··· Input records ···

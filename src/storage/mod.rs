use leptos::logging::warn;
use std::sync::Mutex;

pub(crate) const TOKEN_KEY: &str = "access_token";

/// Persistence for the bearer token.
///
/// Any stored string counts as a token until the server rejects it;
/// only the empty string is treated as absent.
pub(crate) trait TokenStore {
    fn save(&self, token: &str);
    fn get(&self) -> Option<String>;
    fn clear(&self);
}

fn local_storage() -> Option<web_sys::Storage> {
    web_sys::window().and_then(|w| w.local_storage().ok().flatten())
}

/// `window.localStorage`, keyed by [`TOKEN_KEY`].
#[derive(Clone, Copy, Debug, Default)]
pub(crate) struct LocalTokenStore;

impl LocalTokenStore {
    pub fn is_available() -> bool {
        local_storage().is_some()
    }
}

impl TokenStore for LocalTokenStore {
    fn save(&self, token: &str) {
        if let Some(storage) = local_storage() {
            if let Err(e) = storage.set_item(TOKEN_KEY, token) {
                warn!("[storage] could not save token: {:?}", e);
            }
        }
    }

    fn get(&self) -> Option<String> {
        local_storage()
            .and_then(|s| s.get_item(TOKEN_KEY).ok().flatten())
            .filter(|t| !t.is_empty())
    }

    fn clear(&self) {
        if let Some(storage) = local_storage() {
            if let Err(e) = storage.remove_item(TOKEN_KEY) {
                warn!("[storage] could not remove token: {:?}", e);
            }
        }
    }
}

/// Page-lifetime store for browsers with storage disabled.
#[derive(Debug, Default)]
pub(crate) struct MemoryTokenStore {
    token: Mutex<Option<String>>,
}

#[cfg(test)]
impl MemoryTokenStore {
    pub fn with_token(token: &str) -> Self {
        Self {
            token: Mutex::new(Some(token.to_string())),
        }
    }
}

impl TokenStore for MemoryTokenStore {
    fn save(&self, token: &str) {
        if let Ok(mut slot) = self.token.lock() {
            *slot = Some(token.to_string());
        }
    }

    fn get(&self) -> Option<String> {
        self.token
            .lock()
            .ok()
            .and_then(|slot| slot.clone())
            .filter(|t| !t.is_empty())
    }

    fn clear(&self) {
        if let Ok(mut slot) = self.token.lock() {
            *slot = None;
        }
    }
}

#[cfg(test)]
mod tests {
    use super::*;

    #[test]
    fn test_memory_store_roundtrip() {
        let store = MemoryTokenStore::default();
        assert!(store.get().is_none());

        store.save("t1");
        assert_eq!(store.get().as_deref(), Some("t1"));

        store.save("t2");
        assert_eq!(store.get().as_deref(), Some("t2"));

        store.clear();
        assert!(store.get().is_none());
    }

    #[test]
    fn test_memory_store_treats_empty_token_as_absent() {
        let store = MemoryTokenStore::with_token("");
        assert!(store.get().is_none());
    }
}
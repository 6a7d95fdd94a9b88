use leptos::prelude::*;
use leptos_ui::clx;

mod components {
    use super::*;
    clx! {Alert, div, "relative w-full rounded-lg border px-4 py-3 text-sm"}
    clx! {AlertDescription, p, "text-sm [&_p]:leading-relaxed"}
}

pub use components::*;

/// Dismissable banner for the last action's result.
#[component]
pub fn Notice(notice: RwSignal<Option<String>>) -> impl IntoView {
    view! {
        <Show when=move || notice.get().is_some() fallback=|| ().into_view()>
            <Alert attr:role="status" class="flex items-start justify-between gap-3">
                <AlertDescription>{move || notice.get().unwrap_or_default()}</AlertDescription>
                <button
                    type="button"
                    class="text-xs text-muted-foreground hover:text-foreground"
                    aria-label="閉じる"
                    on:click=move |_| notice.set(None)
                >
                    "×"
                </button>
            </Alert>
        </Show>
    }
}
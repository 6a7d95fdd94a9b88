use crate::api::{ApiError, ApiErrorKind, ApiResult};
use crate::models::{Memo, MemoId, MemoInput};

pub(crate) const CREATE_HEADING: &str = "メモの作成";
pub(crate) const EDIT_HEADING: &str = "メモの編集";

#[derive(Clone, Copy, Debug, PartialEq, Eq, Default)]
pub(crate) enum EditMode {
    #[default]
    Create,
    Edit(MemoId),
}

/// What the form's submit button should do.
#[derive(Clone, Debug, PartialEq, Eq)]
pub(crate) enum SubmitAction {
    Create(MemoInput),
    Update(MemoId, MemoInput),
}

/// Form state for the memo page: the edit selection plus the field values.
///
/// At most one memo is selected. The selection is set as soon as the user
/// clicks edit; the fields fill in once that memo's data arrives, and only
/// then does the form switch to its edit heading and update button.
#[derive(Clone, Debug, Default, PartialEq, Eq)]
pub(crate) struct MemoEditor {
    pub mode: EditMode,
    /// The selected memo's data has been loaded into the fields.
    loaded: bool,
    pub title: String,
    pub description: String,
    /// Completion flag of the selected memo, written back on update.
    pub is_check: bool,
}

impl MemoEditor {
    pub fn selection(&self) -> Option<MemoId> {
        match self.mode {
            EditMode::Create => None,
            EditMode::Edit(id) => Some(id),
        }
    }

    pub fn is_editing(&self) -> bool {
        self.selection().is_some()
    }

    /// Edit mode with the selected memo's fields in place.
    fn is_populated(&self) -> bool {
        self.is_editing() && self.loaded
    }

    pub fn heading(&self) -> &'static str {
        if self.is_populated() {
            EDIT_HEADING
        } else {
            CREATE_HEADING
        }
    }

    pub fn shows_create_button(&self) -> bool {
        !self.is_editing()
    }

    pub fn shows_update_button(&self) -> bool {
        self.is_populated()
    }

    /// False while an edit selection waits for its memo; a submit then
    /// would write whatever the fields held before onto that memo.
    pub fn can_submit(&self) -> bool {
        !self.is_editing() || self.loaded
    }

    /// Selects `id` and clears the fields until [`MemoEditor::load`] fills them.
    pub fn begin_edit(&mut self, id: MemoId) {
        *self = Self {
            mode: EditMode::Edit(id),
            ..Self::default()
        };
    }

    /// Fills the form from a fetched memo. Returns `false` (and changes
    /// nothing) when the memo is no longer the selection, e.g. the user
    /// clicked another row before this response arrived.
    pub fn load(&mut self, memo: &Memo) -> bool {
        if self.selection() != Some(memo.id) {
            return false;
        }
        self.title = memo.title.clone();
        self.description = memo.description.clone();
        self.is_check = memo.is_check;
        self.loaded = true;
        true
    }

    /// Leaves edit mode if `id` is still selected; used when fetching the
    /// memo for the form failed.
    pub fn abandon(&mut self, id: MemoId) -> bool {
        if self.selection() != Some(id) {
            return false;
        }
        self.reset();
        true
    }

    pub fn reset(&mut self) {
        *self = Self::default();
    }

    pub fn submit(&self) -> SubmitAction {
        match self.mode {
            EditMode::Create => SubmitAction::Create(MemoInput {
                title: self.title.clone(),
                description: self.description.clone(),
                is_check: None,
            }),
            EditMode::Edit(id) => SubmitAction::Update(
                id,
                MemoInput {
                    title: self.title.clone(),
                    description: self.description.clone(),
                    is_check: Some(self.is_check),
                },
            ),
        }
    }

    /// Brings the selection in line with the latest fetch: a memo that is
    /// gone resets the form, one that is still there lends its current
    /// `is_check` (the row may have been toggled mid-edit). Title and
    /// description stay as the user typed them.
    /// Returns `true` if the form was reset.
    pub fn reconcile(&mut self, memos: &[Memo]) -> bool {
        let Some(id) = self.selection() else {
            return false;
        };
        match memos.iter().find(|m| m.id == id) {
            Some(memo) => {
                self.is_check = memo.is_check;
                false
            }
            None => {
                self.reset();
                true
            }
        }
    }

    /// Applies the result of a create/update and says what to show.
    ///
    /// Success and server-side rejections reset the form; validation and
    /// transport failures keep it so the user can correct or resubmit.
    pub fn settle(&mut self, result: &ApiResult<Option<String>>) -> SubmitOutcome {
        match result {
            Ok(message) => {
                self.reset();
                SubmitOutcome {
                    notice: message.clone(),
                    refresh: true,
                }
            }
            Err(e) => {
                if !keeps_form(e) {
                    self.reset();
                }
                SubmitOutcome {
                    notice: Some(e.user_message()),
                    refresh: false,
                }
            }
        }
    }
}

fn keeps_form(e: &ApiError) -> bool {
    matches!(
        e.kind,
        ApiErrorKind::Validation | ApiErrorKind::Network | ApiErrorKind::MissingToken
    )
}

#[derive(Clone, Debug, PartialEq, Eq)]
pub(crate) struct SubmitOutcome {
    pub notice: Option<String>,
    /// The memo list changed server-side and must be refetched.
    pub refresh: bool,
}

···
··· Input records ···

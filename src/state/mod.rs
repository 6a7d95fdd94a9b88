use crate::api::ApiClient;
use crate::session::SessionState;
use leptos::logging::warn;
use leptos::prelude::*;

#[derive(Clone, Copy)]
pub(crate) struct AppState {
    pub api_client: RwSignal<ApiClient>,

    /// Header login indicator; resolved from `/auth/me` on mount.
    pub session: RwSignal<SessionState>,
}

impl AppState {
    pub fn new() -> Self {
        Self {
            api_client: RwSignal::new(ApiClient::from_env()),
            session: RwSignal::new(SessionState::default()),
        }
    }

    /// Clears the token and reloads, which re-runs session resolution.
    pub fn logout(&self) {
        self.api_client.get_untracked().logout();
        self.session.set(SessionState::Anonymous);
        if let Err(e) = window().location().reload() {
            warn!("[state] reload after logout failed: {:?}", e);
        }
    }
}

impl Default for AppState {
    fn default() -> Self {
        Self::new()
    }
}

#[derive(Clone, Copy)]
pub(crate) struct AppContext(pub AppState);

···
··· Input records ···

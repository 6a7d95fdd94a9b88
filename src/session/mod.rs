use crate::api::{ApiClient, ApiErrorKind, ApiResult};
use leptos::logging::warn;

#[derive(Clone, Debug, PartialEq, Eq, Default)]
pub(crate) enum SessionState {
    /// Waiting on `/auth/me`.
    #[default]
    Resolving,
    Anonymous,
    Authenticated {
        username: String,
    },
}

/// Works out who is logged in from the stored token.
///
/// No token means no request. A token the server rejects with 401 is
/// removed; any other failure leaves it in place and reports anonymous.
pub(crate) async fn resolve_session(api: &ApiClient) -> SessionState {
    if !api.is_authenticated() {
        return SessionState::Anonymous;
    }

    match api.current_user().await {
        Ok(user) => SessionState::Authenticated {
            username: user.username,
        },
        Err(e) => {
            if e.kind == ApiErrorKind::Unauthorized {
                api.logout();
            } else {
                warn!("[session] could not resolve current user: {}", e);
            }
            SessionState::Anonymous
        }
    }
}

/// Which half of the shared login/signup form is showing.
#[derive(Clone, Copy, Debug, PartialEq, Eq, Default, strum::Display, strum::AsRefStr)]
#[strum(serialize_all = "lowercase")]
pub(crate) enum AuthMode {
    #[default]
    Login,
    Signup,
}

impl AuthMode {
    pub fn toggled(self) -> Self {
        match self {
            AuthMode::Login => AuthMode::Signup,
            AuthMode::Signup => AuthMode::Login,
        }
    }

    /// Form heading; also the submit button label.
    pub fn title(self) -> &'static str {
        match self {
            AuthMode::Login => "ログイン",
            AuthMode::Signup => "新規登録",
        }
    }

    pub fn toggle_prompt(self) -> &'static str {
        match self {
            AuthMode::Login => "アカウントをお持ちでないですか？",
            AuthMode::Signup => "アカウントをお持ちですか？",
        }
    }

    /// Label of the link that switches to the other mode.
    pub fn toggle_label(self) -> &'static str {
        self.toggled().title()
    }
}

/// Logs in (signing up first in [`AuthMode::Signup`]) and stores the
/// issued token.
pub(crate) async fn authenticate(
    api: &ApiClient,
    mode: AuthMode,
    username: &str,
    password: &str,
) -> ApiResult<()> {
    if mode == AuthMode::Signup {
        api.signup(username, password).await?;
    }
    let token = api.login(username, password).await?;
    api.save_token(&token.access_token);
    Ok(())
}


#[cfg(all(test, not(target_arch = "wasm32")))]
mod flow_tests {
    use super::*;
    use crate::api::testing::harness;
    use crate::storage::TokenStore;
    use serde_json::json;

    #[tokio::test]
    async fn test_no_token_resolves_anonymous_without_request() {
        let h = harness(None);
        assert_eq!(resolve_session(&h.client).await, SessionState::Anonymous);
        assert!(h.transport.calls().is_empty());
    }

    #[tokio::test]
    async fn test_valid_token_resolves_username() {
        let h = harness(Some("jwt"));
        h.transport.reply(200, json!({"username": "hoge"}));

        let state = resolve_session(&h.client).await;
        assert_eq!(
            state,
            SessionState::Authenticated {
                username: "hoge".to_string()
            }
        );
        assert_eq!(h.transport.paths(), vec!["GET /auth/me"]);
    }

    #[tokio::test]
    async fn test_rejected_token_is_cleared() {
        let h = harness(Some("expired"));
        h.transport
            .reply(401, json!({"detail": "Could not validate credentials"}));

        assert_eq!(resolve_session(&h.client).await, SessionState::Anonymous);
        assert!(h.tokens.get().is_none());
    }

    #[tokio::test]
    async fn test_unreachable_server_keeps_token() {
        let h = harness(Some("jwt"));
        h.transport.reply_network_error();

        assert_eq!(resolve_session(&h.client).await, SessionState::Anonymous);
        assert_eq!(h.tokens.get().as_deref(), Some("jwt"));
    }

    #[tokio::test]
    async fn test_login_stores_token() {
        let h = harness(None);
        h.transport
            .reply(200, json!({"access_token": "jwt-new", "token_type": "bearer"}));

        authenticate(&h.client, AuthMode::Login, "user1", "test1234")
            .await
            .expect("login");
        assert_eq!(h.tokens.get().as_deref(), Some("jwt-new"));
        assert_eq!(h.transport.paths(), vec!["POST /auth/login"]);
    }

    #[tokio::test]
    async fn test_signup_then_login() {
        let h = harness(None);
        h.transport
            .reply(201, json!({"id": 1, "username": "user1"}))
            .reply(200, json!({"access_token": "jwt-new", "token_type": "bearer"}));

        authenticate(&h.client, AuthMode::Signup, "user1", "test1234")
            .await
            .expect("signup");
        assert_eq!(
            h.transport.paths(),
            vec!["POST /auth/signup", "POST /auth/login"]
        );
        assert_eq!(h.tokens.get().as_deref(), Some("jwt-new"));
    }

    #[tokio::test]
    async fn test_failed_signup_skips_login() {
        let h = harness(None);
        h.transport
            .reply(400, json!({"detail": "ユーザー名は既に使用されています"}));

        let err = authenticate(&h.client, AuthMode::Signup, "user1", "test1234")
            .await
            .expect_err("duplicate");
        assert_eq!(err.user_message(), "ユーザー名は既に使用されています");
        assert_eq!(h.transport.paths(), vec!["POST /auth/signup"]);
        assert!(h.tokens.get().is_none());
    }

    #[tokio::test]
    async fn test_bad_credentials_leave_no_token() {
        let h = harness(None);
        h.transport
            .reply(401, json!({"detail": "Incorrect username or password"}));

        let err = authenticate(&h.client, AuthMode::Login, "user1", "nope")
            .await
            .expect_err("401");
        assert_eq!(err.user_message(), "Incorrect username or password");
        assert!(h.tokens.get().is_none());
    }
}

···

Task directions -> In the data, find how many lines hold the string "been", and answer with the number only.

Solution -> 2